> _Task description_: Check each line of the data for "format", then give the number of lines that have it, without any other words.

[[ Supplied records open ]]

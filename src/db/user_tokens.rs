use async_trait::async_trait;
use sqlx::{PgConnection, PgPool};
use uuid::Uuid;

use crate::db::entity::Entity;
use crate::models::UserToken;

#[async_trait]
impl Entity for UserToken {
    type Key = Uuid;
    const TABLE: &'static str = "user_tokens";

    fn key(&self) -> Uuid {
        self.id
    }

    async fn find(conn: &mut PgConnection, id: Uuid) -> Result<Option<Self>, sqlx::Error> {
        sqlx::query_as::<_, UserToken>("SELECT * FROM user_tokens WHERE id = $1")
            .bind(id)
            .fetch_optional(conn)
            .await
    }

    async fn insert(&self, conn: &mut PgConnection) -> Result<u64, sqlx::Error> {
        let result = sqlx::query(
            "INSERT INTO user_tokens (id, user_id, access_token_hash, access_expires_at,
                                      refresh_token_hash, refresh_expires_at, created_at)
             VALUES ($1, $2, $3, $4, $5, $6, $7)",
        )
        .bind(self.id)
        .bind(self.user_id)
        .bind(&self.access_token_hash)
        .bind(self.access_expires_at)
        .bind(&self.refresh_token_hash)
        .bind(self.refresh_expires_at)
        .bind(self.created_at)
        .execute(conn)
        .await?;
        Ok(result.rows_affected())
    }

    async fn update(&self, conn: &mut PgConnection) -> Result<u64, sqlx::Error> {
        let result = sqlx::query(
            "UPDATE user_tokens SET access_token_hash = $2, access_expires_at = $3,
                    refresh_token_hash = $4, refresh_expires_at = $5
             WHERE id = $1",
        )
        .bind(self.id)
        .bind(&self.access_token_hash)
        .bind(self.access_expires_at)
        .bind(&self.refresh_token_hash)
        .bind(self.refresh_expires_at)
        .execute(conn)
        .await?;
        Ok(result.rows_affected())
    }

    async fn delete(conn: &mut PgConnection, id: Uuid) -> Result<u64, sqlx::Error> {
        let result = sqlx::query("DELETE FROM user_tokens WHERE id = $1")
            .bind(id)
            .execute(conn)
            .await?;
        Ok(result.rows_affected())
    }
}

pub async fn find_by_access_hash(
    pool: &PgPool,
    access_token_hash: &str,
) -> Result<Option<UserToken>, sqlx::Error> {
    sqlx::query_as::<_, UserToken>("SELECT * FROM user_tokens WHERE access_token_hash = $1")
        .bind(access_token_hash)
        .fetch_optional(pool)
        .await
}

pub async fn find_by_refresh_hash(
    pool: &PgPool,
    refresh_token_hash: &str,
) -> Result<Option<UserToken>, sqlx::Error> {
    sqlx::query_as::<_, UserToken>("SELECT * FROM user_tokens WHERE refresh_token_hash = $1")
        .bind(refresh_token_hash)
        .fetch_optional(pool)
        .await
}

/// Signs the user out everywhere. Returns the number of revoked pairs.
pub async fn delete_for_user(pool: &PgPool, user_id: Uuid) -> Result<u64, sqlx::Error> {
    let result = sqlx::query("DELETE FROM user_tokens WHERE user_id = $1")
        .bind(user_id)
        .execute(pool)
        .await?;
    Ok(result.rows_affected())
}
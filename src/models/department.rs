use chrono::{DateTime, Utc};
use serde::{Deserialize, Serialize};
use uuid::Uuid;

#[derive(Debug, Clone, PartialEq, sqlx::FromRow, Serialize, Deserialize)]
pub struct Department {
    pub id: Uuid,
    pub department_name: String,
    pub location: Option<String>,
    pub manager_id: Option<Uuid>,
    pub created_at: DateTime<Utc>,
    pub updated_at: DateTime<Utc>,
}

impl Department {
    pub fn new(department_name: String, location: Option<String>, manager_id: Option<Uuid>) -> Self {
        let now = Utc::now();
        Self {
            id: Uuid::now_v7(),
            department_name,
            location,
            manager_id,
            created_at: now,
            updated_at: now,
        }
    }
}
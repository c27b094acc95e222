use chrono::{DateTime, Utc};
use serde::{Deserialize, Serialize};
use uuid::Uuid;

pub const ADMIN: &str = "Admin";
pub const MANAGER: &str = "Manager";
pub const USER: &str = "User";

#[derive(Debug, Clone, PartialEq, sqlx::FromRow, Serialize, Deserialize)]
pub struct Role {
    pub id: Uuid,
    pub role_name: String,
    pub description: Option<String>,
    pub created_at: DateTime<Utc>,
}

#[derive(Debug, Clone, Copy, PartialEq, Eq, sqlx::FromRow, Serialize, Deserialize)]
pub struct UserRole {
    pub user_id: Uuid,
    pub role_id: Uuid,
}
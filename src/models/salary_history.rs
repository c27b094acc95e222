use chrono::{DateTime, NaiveDate, Utc};
use rust_decimal::Decimal;
use serde::{Deserialize, Serialize};
use uuid::Uuid;

#[derive(Debug, Clone, PartialEq, sqlx::FromRow, Serialize, Deserialize)]
pub struct SalaryHistory {
    pub id: Uuid,
    pub employee_id: Uuid,
    pub salary: Decimal,
    pub effective_date: NaiveDate,
    pub created_at: DateTime<Utc>,
}

impl SalaryHistory {
    pub fn new(employee_id: Uuid, salary: Decimal, effective_date: NaiveDate) -> Self {
        Self {
            id: Uuid::now_v7(),
            employee_id,
            salary,
            effective_date,
            created_at: Utc::now(),
        }
    }
}
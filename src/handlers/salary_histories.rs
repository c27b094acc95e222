use std::sync::Arc;

use async_trait::async_trait;
use chrono::NaiveDate;
use rust_decimal::Decimal;
use serde::Deserialize;
use sqlx::PgPool;
use uuid::Uuid;

use crate::app::pagination::{PageRequest, Paged};
use crate::app::result::{AppResult, Failure};
use crate::app::validation::{PageValidator, Paginated, Rules, Validator, Violation};
use crate::app::{Handler, Mediator, Registration, Request};
use crate::db::{self, ReadStore, Reference, UnitOfWork};
use crate::handlers::money;
use crate::models::SalaryHistory;

#[derive(Debug, Clone, Deserialize)]
pub struct SalaryHistoryInput {
    pub employee_id: Uuid,
    pub salary: Decimal,
    pub effective_date: NaiveDate,
}

#[derive(Debug, Clone)]
pub struct CreateSalaryHistory(pub SalaryHistoryInput);

impl Request for CreateSalaryHistory {
    type Response = SalaryHistory;
}

#[derive(Debug, Clone)]
pub struct UpdateSalaryHistory {
    pub id: Uuid,
    pub input: SalaryHistoryInput,
}

impl Request for UpdateSalaryHistory {
    type Response = SalaryHistory;
}

#[derive(Debug, Clone, Copy)]
pub struct DeleteSalaryHistory {
    pub id: Uuid,
}

impl Request for DeleteSalaryHistory {
    type Response = ();
}

#[derive(Debug, Clone, Copy)]
pub struct GetSalaryHistory {
    pub id: Uuid,
}

impl Request for GetSalaryHistory {
    type Response = SalaryHistory;
}

#[derive(Debug, Clone, Default)]
pub struct ListSalaryHistories {
    pub employee_id: Option<Uuid>,
    pub page: PageRequest,
}

impl Request for ListSalaryHistories {
    type Response = Paged<SalaryHistory>;
}

impl Paginated for ListSalaryHistories {
    fn page(&self) -> &PageRequest {
        &self.page
    }
}

pub struct SalaryHistoryValidator {
    store: Arc<dyn ReadStore>,
}

impl SalaryHistoryValidator {
    pub fn new(store: Arc<dyn ReadStore>) -> Self {
        Self { store }
    }

    async fn check(&self, input: &SalaryHistoryInput) -> AppResult<Vec<Violation>> {
        let mut rules = Rules::new();
        rules.check(
            self.store.exists(Reference::Employee, input.employee_id).await?,
            "employee_id",
            "Employee does not exist.",
        );
        if rules.check(
            input.salary > Decimal::ZERO,
            "salary",
            "Salary must be greater than 0.",
        ) {
            rules.money("salary", input.salary, "Salary");
        }
        Ok(rules.into_violations())
    }
}

#[async_trait]
impl Validator<CreateSalaryHistory> for SalaryHistoryValidator {
    async fn validate(&self, request: &CreateSalaryHistory) -> AppResult<Vec<Violation>> {
        self.check(&request.0).await
    }
}

#[async_trait]
impl Validator<UpdateSalaryHistory> for SalaryHistoryValidator {
    async fn validate(&self, request: &UpdateSalaryHistory) -> AppResult<Vec<Violation>> {
        self.check(&request.input).await
    }
}

#[derive(Clone)]
pub struct SalaryHistoryHandlers {
    pool: PgPool,
}

impl SalaryHistoryHandlers {
    pub fn new(pool: PgPool) -> Self {
        Self { pool }
    }
}

#[async_trait]
impl Handler<CreateSalaryHistory> for SalaryHistoryHandlers {
    async fn handle(&self, request: CreateSalaryHistory) -> AppResult<SalaryHistory> {
        let CreateSalaryHistory(input) = request;
        UnitOfWork::new(self.pool.clone())
            .execute(move |uow| async move {
                let entry =
                    SalaryHistory::new(input.employee_id, money(input.salary), input.effective_date);
                uow.repository::<SalaryHistory>().add(entry.clone());
                Ok(entry)
            })
            .await
    }
}

#[async_trait]
impl Handler<UpdateSalaryHistory> for SalaryHistoryHandlers {
    async fn handle(&self, request: UpdateSalaryHistory) -> AppResult<SalaryHistory> {
        UnitOfWork::new(self.pool.clone())
            .execute(move |uow| async move {
                let histories = uow.repository::<SalaryHistory>();
                let mut entry = histories
                    .find(request.id)
                    .await?
                    .ok_or_else(|| Failure::not_found("Salary history"))?;

                entry.employee_id = request.input.employee_id;
                entry.salary = money(request.input.salary);
                entry.effective_date = request.input.effective_date;

                histories.update(entry.clone());
                Ok(entry)
            })
            .await
    }
}

#[async_trait]
impl Handler<DeleteSalaryHistory> for SalaryHistoryHandlers {
    async fn handle(&self, request: DeleteSalaryHistory) -> AppResult<()> {
        UnitOfWork::new(self.pool.clone())
            .execute(move |uow| async move {
                let histories = uow.repository::<SalaryHistory>();
                let entry = histories
                    .find(request.id)
                    .await?
                    .ok_or_else(|| Failure::not_found("Salary history"))?;
                histories.delete(&entry);
                Ok(())
            })
            .await
    }
}

#[async_trait]
impl Handler<GetSalaryHistory> for SalaryHistoryHandlers {
    async fn handle(&self, request: GetSalaryHistory) -> AppResult<SalaryHistory> {
        UnitOfWork::new(self.pool.clone())
            .repository::<SalaryHistory>()
            .find(request.id)
            .await?
            .ok_or_else(|| Failure::not_found("Salary history"))
    }
}

#[async_trait]
impl Handler<ListSalaryHistories> for SalaryHistoryHandlers {
    async fn handle(&self, request: ListSalaryHistories) -> AppResult<Paged<SalaryHistory>> {
        let (items, total) =
            db::salary_histories::list(&self.pool, request.employee_id, &request.page).await?;
        Ok(Paged::new(items, total, &request.page))
    }
}

pub fn register(mediator: &mut Mediator, pool: &PgPool, store: &Arc<dyn ReadStore>) {
    let handlers = SalaryHistoryHandlers::new(pool.clone());

    mediator.register(
        Registration::<CreateSalaryHistory>::new(handlers.clone())
            .validate(SalaryHistoryValidator::new(store.clone())),
    );
    mediator.register(
        Registration::<UpdateSalaryHistory>::new(handlers.clone())
            .validate(SalaryHistoryValidator::new(store.clone())),
    );
    mediator.register(Registration::<DeleteSalaryHistory>::new(handlers.clone()));
    mediator.register(Registration::<GetSalaryHistory>::new(handlers.clone()));
    mediator.register(
        Registration::<ListSalaryHistories>::new(handlers).validate(PageValidator::new()),
    );
}
use std::marker::PhantomData;
use std::sync::Arc;

use async_trait::async_trait;
use sqlx::PgConnection;
use tokio::sync::Mutex;

use crate::app::result::AppResult;
use crate::db::entity::Entity;
use crate::db::uow::{ChangeSet, Session, lock};

/// A change staged on a repository, applied by `UnitOfWork::save_changes`.
#[async_trait]
pub(crate) trait StagedChange: Send {
    async fn apply(self: Box<Self>, conn: &mut PgConnection) -> Result<u64, sqlx::Error>;
}

enum Change<E: Entity> {
    Insert(E),
    Update(E),
    Delete(E::Key),
}

#[async_trait]
impl<E: Entity> StagedChange for Change<E> {
    async fn apply(self: Box<Self>, conn: &mut PgConnection) -> Result<u64, sqlx::Error> {
        match *self {
            Change::Insert(entity) => entity.insert(conn).await,
            Change::Update(entity) => entity.update(conn).await,
            Change::Delete(key) => E::delete(conn, key).await,
        }
    }
}

/// CRUD facade for one entity type, bound to a unit of work.
pub struct Repository<E: Entity> {
    session: Arc<Mutex<Session>>,
    changes: ChangeSet,
    _entity: PhantomData<fn() -> E>,
}

impl<E: Entity> Repository<E> {
    pub(crate) fn new(session: Arc<Mutex<Session>>, changes: ChangeSet) -> Self {
        Self {
            session,
            changes,
            _entity: PhantomData,
        }
    }

    pub fn add(&self, entity: E) {
        self.stage(Change::Insert(entity));
    }

    pub fn update(&self, entity: E) {
        self.stage(Change::Update(entity));
    }

    pub fn delete(&self, entity: &E) {
        self.stage(Change::Delete(entity.key()));
    }

    /// Not found is `Ok(None)`.
    pub async fn find(&self, key: E::Key) -> AppResult<Option<E>> {
        let mut guard = self.session.lock().await;
        let session = &mut *guard;
        let found = match session.transaction.as_mut() {
            Some(tx) => E::find(&mut **tx, key).await?,
            None => {
                let mut conn = session.pool.acquire().await?;
                E::find(&mut *conn, key).await?
            }
        };
        Ok(found)
    }

    pub async fn count(&self) -> AppResult<i64> {
        let mut guard = self.session.lock().await;
        let session = &mut *guard;
        let count = match session.transaction.as_mut() {
            Some(tx) => E::count(&mut **tx).await?,
            None => {
                let mut conn = session.pool.acquire().await?;
                E::count(&mut *conn).await?
            }
        };
        Ok(count)
    }

    fn stage(&self, change: Change<E>) {
        lock(&self.changes).push(Box::new(change));
    }
}
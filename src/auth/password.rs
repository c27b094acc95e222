use argon2::{
    Algorithm, Argon2, Params, Version,
    password_hash::{PasswordHash, PasswordHasher, PasswordVerifier, SaltString, rand_core::OsRng},
};

pub struct HashedPassword {
    pub hash: String,
    pub salt: String,
}

fn hasher() -> Result<Argon2<'static>, String> {
    let params = Params::new(19 * 1024, 2, 1, None).map_err(|e| format!("Invalid params: {e}"))?;
    Ok(Argon2::new(Algorithm::Argon2id, Version::V0x13, params))
}

/// Hash a password using Argon2id (19MB memory, 2 iterations, parallelism 1)
/// with a fresh random salt.
pub fn hash(password: &str) -> Result<HashedPassword, String> {
    let salt = SaltString::generate(&mut OsRng);
    let hash = hasher()?
        .hash_password(password.as_bytes(), &salt)
        .map(|h| h.to_string())
        .map_err(|e| format!("Hashing failed: {e}"))?;

    Ok(HashedPassword {
        hash,
        salt: salt.as_str().to_string(),
    })
}

/// Verify a password against a stored hash and the salt it was created with.
pub fn verify(password: &str, hash: &str, salt: &str) -> Result<bool, String> {
    let parsed = PasswordHash::new(hash).map_err(|e| format!("Invalid hash: {e}"))?;
    if parsed.salt.map(|s| s.as_str()) != Some(salt) {
        return Ok(false);
    }
    Ok(Argon2::default()
        .verify_password(password.as_bytes(), &parsed)
        .is_ok())
}

#[cfg(test)]
mod tests {
    use super::*;

    #[test]
    fn hash_then_verify() {
        let hashed = hash("correct horse").unwrap();
        assert!(hashed.hash.starts_with("$argon2id$"));
        assert!(verify("correct horse", &hashed.hash, &hashed.salt).unwrap());
        assert!(!verify("wrong horse", &hashed.hash, &hashed.salt).unwrap());
    }

    #[test]
    fn salts_are_unique() {
        let a = hash("same").unwrap();
        let b = hash("same").unwrap();
        assert_ne!(a.salt, b.salt);
        assert_ne!(a.hash, b.hash);
    }

    #[test]
    fn mismatched_salt_is_rejected() {
        let a = hash("secret-pass").unwrap();
        let b = hash("secret-pass").unwrap();
        assert!(!verify("secret-pass", &a.hash, &b.salt).unwrap());
    }

    #[test]
    fn malformed_hash_is_an_error() {
        assert!(verify("anything", "not-a-phc-string", "salt").is_err());
    }
}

[[ Supplied records closed ]]

> _Solution to the problem_: 3